In the data below, find every line with the string "server" and pull it out.

> [Exercise data]
------------------------------------------------------------------------

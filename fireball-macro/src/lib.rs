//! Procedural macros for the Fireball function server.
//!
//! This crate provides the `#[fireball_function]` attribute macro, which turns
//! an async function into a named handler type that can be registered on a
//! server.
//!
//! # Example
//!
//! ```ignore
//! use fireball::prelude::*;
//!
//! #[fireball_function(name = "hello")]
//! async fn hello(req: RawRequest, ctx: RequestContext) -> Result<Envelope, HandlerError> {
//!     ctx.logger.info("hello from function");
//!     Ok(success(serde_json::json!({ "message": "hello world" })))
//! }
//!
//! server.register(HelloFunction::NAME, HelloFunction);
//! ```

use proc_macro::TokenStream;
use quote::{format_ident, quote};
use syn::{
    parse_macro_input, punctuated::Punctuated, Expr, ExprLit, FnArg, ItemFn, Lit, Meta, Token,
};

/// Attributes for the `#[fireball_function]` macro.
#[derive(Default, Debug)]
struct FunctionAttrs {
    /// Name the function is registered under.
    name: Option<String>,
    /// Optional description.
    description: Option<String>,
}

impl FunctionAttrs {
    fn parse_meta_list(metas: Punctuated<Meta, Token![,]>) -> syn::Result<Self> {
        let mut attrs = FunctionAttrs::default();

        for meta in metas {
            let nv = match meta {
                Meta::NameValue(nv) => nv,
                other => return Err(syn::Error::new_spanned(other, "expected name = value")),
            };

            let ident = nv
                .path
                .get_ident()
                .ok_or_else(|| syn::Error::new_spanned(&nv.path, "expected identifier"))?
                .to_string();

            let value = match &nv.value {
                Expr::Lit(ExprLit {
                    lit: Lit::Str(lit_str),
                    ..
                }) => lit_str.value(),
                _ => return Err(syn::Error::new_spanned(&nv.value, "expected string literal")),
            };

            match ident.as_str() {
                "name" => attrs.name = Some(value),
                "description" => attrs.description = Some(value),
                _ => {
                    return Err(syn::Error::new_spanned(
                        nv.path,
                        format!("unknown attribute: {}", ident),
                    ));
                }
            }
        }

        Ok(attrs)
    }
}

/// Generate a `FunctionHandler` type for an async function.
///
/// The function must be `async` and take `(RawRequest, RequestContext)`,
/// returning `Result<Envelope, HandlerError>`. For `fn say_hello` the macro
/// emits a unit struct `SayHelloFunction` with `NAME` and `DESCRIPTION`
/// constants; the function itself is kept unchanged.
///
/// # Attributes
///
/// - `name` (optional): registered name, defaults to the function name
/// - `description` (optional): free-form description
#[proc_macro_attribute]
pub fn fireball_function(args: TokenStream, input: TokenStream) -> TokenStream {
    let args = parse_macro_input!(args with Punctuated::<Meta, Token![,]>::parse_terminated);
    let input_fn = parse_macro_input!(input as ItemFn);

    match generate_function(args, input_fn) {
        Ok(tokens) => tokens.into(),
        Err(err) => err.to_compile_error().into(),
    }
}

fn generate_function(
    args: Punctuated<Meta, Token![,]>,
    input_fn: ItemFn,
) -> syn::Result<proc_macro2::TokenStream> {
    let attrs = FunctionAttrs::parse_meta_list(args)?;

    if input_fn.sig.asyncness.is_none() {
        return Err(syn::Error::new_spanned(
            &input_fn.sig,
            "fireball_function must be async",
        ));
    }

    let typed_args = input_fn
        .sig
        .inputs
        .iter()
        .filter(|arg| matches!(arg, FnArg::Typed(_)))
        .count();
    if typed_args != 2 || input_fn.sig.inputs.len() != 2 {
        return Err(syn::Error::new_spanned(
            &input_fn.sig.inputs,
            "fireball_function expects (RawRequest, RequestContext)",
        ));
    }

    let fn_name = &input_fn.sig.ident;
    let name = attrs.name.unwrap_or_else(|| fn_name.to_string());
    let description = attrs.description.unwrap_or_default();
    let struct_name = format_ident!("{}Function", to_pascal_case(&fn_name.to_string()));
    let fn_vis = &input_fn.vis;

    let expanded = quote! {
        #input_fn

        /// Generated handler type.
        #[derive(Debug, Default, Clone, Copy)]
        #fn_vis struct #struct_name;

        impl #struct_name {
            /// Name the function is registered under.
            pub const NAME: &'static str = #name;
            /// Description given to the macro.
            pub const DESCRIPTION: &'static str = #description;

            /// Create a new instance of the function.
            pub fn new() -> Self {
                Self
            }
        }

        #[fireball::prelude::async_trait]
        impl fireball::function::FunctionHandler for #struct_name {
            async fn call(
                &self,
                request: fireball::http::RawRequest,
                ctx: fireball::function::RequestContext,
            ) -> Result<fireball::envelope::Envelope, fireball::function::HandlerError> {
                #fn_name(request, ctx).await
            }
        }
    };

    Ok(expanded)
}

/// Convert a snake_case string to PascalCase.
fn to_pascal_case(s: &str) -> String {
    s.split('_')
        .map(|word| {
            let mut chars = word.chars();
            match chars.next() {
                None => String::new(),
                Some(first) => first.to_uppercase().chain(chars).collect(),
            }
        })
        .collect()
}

------------------------------------------------------------------------

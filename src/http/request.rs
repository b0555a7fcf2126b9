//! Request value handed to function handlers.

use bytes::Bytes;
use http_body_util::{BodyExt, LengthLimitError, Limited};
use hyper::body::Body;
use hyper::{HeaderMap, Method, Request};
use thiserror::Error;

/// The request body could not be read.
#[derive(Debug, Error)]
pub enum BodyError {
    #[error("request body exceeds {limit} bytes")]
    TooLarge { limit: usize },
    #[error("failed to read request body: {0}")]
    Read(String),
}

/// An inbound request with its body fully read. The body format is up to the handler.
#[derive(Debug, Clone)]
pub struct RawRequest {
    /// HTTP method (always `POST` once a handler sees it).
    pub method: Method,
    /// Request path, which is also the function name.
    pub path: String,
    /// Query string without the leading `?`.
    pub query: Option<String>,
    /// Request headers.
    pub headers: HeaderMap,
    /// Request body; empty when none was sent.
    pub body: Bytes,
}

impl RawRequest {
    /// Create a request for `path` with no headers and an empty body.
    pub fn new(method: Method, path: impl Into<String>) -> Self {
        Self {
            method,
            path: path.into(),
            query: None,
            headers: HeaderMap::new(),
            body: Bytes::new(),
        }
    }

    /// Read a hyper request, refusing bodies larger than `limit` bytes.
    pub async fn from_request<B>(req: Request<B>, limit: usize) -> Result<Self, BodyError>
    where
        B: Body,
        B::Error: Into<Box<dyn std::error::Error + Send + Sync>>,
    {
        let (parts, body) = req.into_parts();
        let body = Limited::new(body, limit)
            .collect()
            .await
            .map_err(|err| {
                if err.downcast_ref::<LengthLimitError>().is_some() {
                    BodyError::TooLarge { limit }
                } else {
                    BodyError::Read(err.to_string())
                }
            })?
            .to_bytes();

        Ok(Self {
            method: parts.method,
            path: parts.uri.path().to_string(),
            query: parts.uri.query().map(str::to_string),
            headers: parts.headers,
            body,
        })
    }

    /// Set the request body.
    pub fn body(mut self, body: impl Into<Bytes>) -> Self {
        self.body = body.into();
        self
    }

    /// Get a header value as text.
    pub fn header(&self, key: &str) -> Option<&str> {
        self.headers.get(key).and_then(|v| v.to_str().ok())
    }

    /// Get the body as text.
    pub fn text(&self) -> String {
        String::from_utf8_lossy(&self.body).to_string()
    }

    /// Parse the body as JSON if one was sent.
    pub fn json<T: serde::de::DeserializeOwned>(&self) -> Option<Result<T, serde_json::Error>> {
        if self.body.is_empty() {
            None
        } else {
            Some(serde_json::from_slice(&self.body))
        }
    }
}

------------------------------------------------------------------------

> [Result of the exercise]
//! Procedural macros for the Fireball function server.
//! server.
//! server.register(HelloFunction::NAME, HelloFunction);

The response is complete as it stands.